Tuesday, November 20, 2007

**Terrible news

On a cool, crisp day in November while feeling great with myself for crossing something off my "to do" list, I was hit with news that I had no idea would affect me so much.

Prior to getting poked with a flu shot, with my 5 year old sitting on my lap trembling, I was told by the wonderfully gentle public health nurse - who also works at our pediatrician's office - that our spectacularly competent, confident, beautifully kind, caring pediatrician is getting married and moving away. The practice is being given to another physician.

Dr. K. has been a savior to us. In my profession, I have had the displeasure of working with countless arrogant, ill-informed, narcissistic, incompetent doctors, and I have always felt so incredibly lucky to have a doctor for myself and hubby that I trust, and even more importantly, the most wonderfully thorough and shockingly current doctor for my children.

When my son was 2 1/2 he got what could have been a life-threatening infection in his knee joint.

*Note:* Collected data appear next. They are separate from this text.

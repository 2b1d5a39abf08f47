//! Plugins shipped with the gateway.

use std::time::Duration;

use async_trait::async_trait;
use axum::http::HeaderMap;
use chrono::Utc;
use metrics::{Label, counter, gauge, histogram};
use serde_json::json;
use tracing::{error, warn};

use super::{
    AuthValidator, FailbotSink, Handler, HandlerRequest, HandlerResult, StatsSink, Tags,
};
use crate::config::AuthConfig;
use crate::signature::{DEFAULT_SHARED_SECRET_HEADER, hmac_valid, shared_secret_valid};

/// HMAC signature verification (`type: hmac`).
#[derive(Debug, Clone, Copy, Default)]
pub struct HmacAuth;

impl AuthValidator for HmacAuth {
    fn valid(
        &self,
        payload: &[u8],
        headers: &HeaderMap,
        secret: &str,
        config: &AuthConfig,
    ) -> bool {
        hmac_valid(payload, headers, secret, config)
    }
}

/// Plain shared-secret header comparison (`type: shared_secret`).
#[derive(Debug, Clone, Copy, Default)]
pub struct SharedSecretAuth;

impl AuthValidator for SharedSecretAuth {
    fn valid(
        &self,
        _payload: &[u8],
        headers: &HeaderMap,
        secret: &str,
        config: &AuthConfig,
    ) -> bool {
        let header = config
            .header
            .as_deref()
            .unwrap_or(DEFAULT_SHARED_SECRET_HEADER);
        shared_secret_valid(headers, secret, header)
    }
}

/// Acknowledges every webhook. Also serves the catch-all route.
#[derive(Debug, Clone, Copy, Default)]
pub struct DefaultHandler;

#[async_trait]
impl Handler for DefaultHandler {
    async fn call(&self, _request: HandlerRequest<'_>) -> HandlerResult {
        Ok(json!({
            "message": "webhook processed successfully",
            "handler": "DefaultHandler",
            "timestamp": Utc::now().to_rfc3339(),
        }))
    }
}

/// Discards every metric.
#[derive(Debug, Clone, Copy, Default)]
pub struct NoopStats;

impl StatsSink for NoopStats {
    fn record(&self, _metric: &str, _value: f64, _tags: &Tags) {}
    fn increment(&self, _metric: &str, _tags: &Tags) {}
    fn timing(&self, _metric: &str, _duration: Duration, _tags: &Tags) {}
    fn gauge(&self, _metric: &str, _value: f64, _tags: &Tags) {}
}

/// Discards every report.
#[derive(Debug, Clone, Copy, Default)]
pub struct NoopFailbot;

impl FailbotSink for NoopFailbot {
    fn report(&self, _error: &(dyn std::error::Error + 'static), _context: &Tags) {}
    fn critical(&self, _error: &(dyn std::error::Error + 'static), _context: &Tags) {}
    fn warning(&self, _message: &str, _context: &Tags) {}
}

/// Forwards to the `metrics` facade, and from there to the Prometheus
/// exporter when one is installed.
///
/// Timings are recorded as histograms in seconds.
#[derive(Debug, Clone, Copy, Default)]
pub struct MetricsStats;

fn labels(tags: &Tags) -> Vec<Label> {
    tags.iter()
        .map(|(k, v)| Label::new(k.clone(), v.clone()))
        .collect()
}

impl StatsSink for MetricsStats {
    fn record(&self, metric: &str, value: f64, tags: &Tags) {
        histogram!(metric.to_string(), labels(tags)).record(value);
    }

    fn increment(&self, metric: &str, tags: &Tags) {
        counter!(metric.to_string(), labels(tags)).increment(1);
    }

    fn timing(&self, metric: &str, duration: Duration, tags: &Tags) {
        histogram!(metric.to_string(), labels(tags)).record(duration.as_secs_f64());
    }

    fn gauge(&self, metric: &str, value: f64, tags: &Tags) {
        gauge!(metric.to_string(), labels(tags)).set(value);
    }
}

/// Emits failbot reports as structured log events.
#[derive(Debug, Clone, Copy, Default)]
pub struct TracingFailbot;

impl FailbotSink for TracingFailbot {
    fn report(&self, err: &(dyn std::error::Error + 'static), context: &Tags) {
        error!(error = %err, context = ?context, "Failbot report");
    }

    fn critical(&self, err: &(dyn std::error::Error + 'static), context: &Tags) {
        error!(error = %err, context = ?context, critical = true, "Failbot critical report");
    }

    fn warning(&self, message: &str, context: &Tags) {
        warn!(context = ?context, "Failbot warning: {message}");
    }
}

#[cfg(test)]
#[allow(clippy::unwrap_used, clippy::expect_used)]
mod tests {
    use super::*;
    use crate::pipeline::{Headers, Payload, RequestContext};
    use crate::plugins::tags;
    use crate::signature::compute_signature;
    use axum::http::HeaderValue;
    use serde_json::{Map, Value};

    #[test]
    fn test_hmac_auth_delegates() {
        let config = AuthConfig {
            kind: "hmac".to_string(),
            ..AuthConfig::default()
        };
        let signature = compute_signature(b"body", "secret", &config, None).unwrap();
        let mut headers = HeaderMap::new();
        headers.insert("x-signature", HeaderValue::from_str(&signature).unwrap());

        assert!(HmacAuth.valid(b"body", &headers, "secret", &config));
        assert!(!HmacAuth.valid(b"other", &headers, "secret", &config));
    }

    #[test]
    fn test_shared_secret_default_header() {
        let config = AuthConfig {
            kind: "shared_secret".to_string(),
            ..AuthConfig::default()
        };
        let mut headers = HeaderMap::new();
        headers.insert("authorization", HeaderValue::from_static("token"));

        assert!(SharedSecretAuth.valid(b"", &headers, "token", &config));
    }

    #[test]
    fn test_shared_secret_custom_header() {
        let config = AuthConfig {
            kind: "shared_secret".to_string(),
            header: Some("X-Token".to_string()),
            ..AuthConfig::default()
        };
        let mut headers = HeaderMap::new();
        headers.insert("authorization", HeaderValue::from_static("token"));

        assert!(!SharedSecretAuth.valid(b"", &headers, "token", &config));
    }

    #[tokio::test]
    async fn test_default_handler_response() {
        let payload = Payload::Raw(String::new());
        let headers = Headers::new();
        let context = RequestContext::for_path("/webhooks/x", "DefaultHandler");
        let opts = Map::new();

        let value = DefaultHandler
            .call(HandlerRequest {
                payload: &payload,
                headers: &headers,
                context: &context,
                opts: &opts,
            })
            .await
            .unwrap();

        assert_eq!(value["message"], "webhook processed successfully");
        assert_eq!(value["handler"], "DefaultHandler");
        assert!(matches!(value["timestamp"], Value::String(_)));
    }

    #[test]
    fn test_sinks_accept_calls_without_recorder() {
        let t = tags([("handler", "DefaultHandler")]);
        MetricsStats.increment("hooks.test.count", &t);
        MetricsStats.timing("hooks.test.duration", Duration::from_millis(5), &t);
        MetricsStats.gauge("hooks.test.gauge", 1.0, &t);
        MetricsStats.record("hooks.test.value", 2.0, &t);

        let err = std::io::Error::other("boom");
        TracingFailbot.report(&err, &t);
        TracingFailbot.critical(&err, &t);
        TracingFailbot.warning("careful", &t);
    }
}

Dr. K. worked so quickly and efficiently, knew precisely what to do, and acted on the matter so quickly that we prevented the spread of the infection to the bone and my boy was home and running around again in 3 days.

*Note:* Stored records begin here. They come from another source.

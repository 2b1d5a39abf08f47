//! Shared application state for Axum handlers.
//!
//! Everything here is built once at startup and read-only afterwards. The
//! state is cloned per request, so every field is behind an `Arc`.

use std::sync::Arc;
use std::time::{Duration, Instant};

use crate::config::{EndpointConfig, GlobalConfig};
use crate::pipeline::RequestPipeline;
use crate::plugins::PluginRegistry;

/// Shared application state for Axum handlers.
#[derive(Clone)]
pub struct AppState {
    /// Resolved global configuration
    pub config: Arc<GlobalConfig>,
    /// Request processor shared by every webhook route
    pub pipeline: Arc<RequestPipeline>,
    /// Declared endpoints, in load order
    pub endpoints: Arc<Vec<Arc<EndpointConfig>>>,
    /// Server start time, used for uptime reporting
    pub started_at: Instant,
}

impl AppState {
    /// Build state around a pipeline reading secrets from the environment.
    pub fn new(
        config: Arc<GlobalConfig>,
        registry: Arc<PluginRegistry>,
        endpoints: Vec<EndpointConfig>,
    ) -> Self {
        let pipeline = RequestPipeline::new(Arc::clone(&config), registry);
        Self::with_pipeline(pipeline, endpoints)
    }

    /// Build state around a preconfigured pipeline.
    ///
    /// Tests use this to inject secrets and instrumentation.
    pub fn with_pipeline(pipeline: RequestPipeline, endpoints: Vec<EndpointConfig>) -> Self {
        let config = Arc::new(pipeline.config().clone());
        Self {
            config,
            pipeline: Arc::new(pipeline),
            endpoints: Arc::new(endpoints.into_iter().map(Arc::new).collect()),
            started_at: Instant::now(),
        }
    }

    /// Time since the state was created.
    pub fn uptime(&self) -> Duration {
        self.started_at.elapsed()
    }
}
//! Handling for requests that match no declared route.

use axum::Json;
use axum::extract::{Request, State};
use axum::http::{Method, StatusCode};
use axum::response::{IntoResponse, Response};
use tracing::debug;

use crate::models::ErrorResponse;
use crate::state::AppState;

/// Router fallback.
///
/// With `use_catchall_route` enabled, `POST` requests under the root path
/// go through the degraded catch-all pipeline. Everything else is a JSON 404.
pub async fn fallback(State(state): State<AppState>, request: Request) -> Response {
    if state.config.use_catchall_route
        && *request.method() == Method::POST
        && under_root(state.config.route_prefix(), request.uri().path())
    {
        return state.pipeline.process_catchall(request).await.into_response();
    }

    debug!(method = %request.method(), path = %request.uri().path(), "No route matched");
    not_found(request.uri().path())
}

/// `path` lies strictly below `prefix` (a root path with its trailing slash
/// removed).
fn under_root(prefix: &str, path: &str) -> bool {
    path.strip_prefix(prefix)
        .and_then(|rest| rest.strip_prefix('/'))
        .is_some_and(|rest| !rest.is_empty())
}

fn not_found(path: &str) -> Response {
    let body = ErrorResponse::new("not_found", format!("No route for {path}"));
    (StatusCode::NOT_FOUND, Json(body)).into_response()
}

Over the next few months, while the frequent check-ups were draining for us, my little man and his doctor who saved him, developed a wonderful relationship. He had been scared of the doctor, as many kids are, with the needles and sickness and stress that he surely felt coming from the adults, but by the time he was deemed cured, him and Dr. K had the utmost admiration for one another. She'd take him in the stairwell of the building to see him walking the stairs to make sure his knee was healing okay, and he thought it was a game, they would play "Simon says" and have him jump up and down. Most importantly however, she followed up so vigilantly and got us the care we needed within hours of symptoms occurring, and she prevented permanent damage to his knee, or even worse possible outcomes.

She seems to be light-years ahead of many other doctors in every-day illnesses as well. When my daughter got strep throat, she called us in the midst of her antibiotic treatment to switch to a different antibiotic because some kids in her practice were having relapses after using this particular drug with this particular infection. She prevented a recurrence by being proactive. Two months later on the evening news, they reported on the findings that strep infections in children weren't responding to conventional antibiotics as they had in the past.

We don't visit her often, but when we do, it is because we need her. It is so priceless - especially with how much I know, which is sometimes more of a curse than a blessing - to have that safety net there for your children. To know that if that day comes (which hopefully never will) when you need someone to help your child, she will be there, and she will absolutely do the right thing. Without that, to me, parenting seems more difficult. I tense up when I think that my safety net will be in Owen Sound. And as she passes the torch to another doctor I well-up inside. I hope it never happens again that we need her skill and precision, but if it did and she wasn't there, I cringe at the thought of what could happen...what could have happened to my boy had Dr. K. not been there.

Saturday, November 10, 2007

**The good ol' days

I'm trying to figure out how my life has become so busy. In the last couple of months my family has gone from trying to find things to do to keep busy, to trying to find time to take a shower because that 10 minutes is difficult to schedule in a day. What changed? Our calendar used to have a couple of appointments/activities/playdates, but now we're running out of room on most of those impossibly tiny squares.

I'm not really sure that I'm complaining because afterall, I am a person who thrives on being busy, and it is very nice to be surrounded by such a large volume of happy plans, but my views have shifted. I used to look at a blank calendar day and think "oh great...what the heck are we going to do? Will it be warm enough to go to the park? Do I have energy to venture to the Science Centre? Maybe it will be a walk around the mall and looking at the toy department at Zellers"... And now I see a blank day...well, that's a lie, there really aren't any, but if I DID stumble upon one, I would smile. A day to just *BE*.

Between kindergarten, swimming lessons, gymnastics classes, playdates, appointments, meetings, working and cooking (well, ordering), it's hard to find time to breathe. I can't even imagine what it will be like when the kids are in separate extracurricular activity classes, have separate friends and make separate plans. We will need an industrial-sized calendar.

Hubby commented that while trick-or-treating this year he realized that a year or two ago he spent countless hours walking around the neighbourhood, pushing a stroller and encouraging a toddler to walk. Now the area is foreign again as a walk around the neighbourhood would have to be scheduled a month in advance!

Some days I feel proud to provide my children with such a rich, full life filled with friends, family and fun, but some days I see how it is good too to have hours and hours to just let them play with toys, make up games, read some books, colour some pictures, and just make their own entertainment - the kind that doesn't need to be written in a calendar.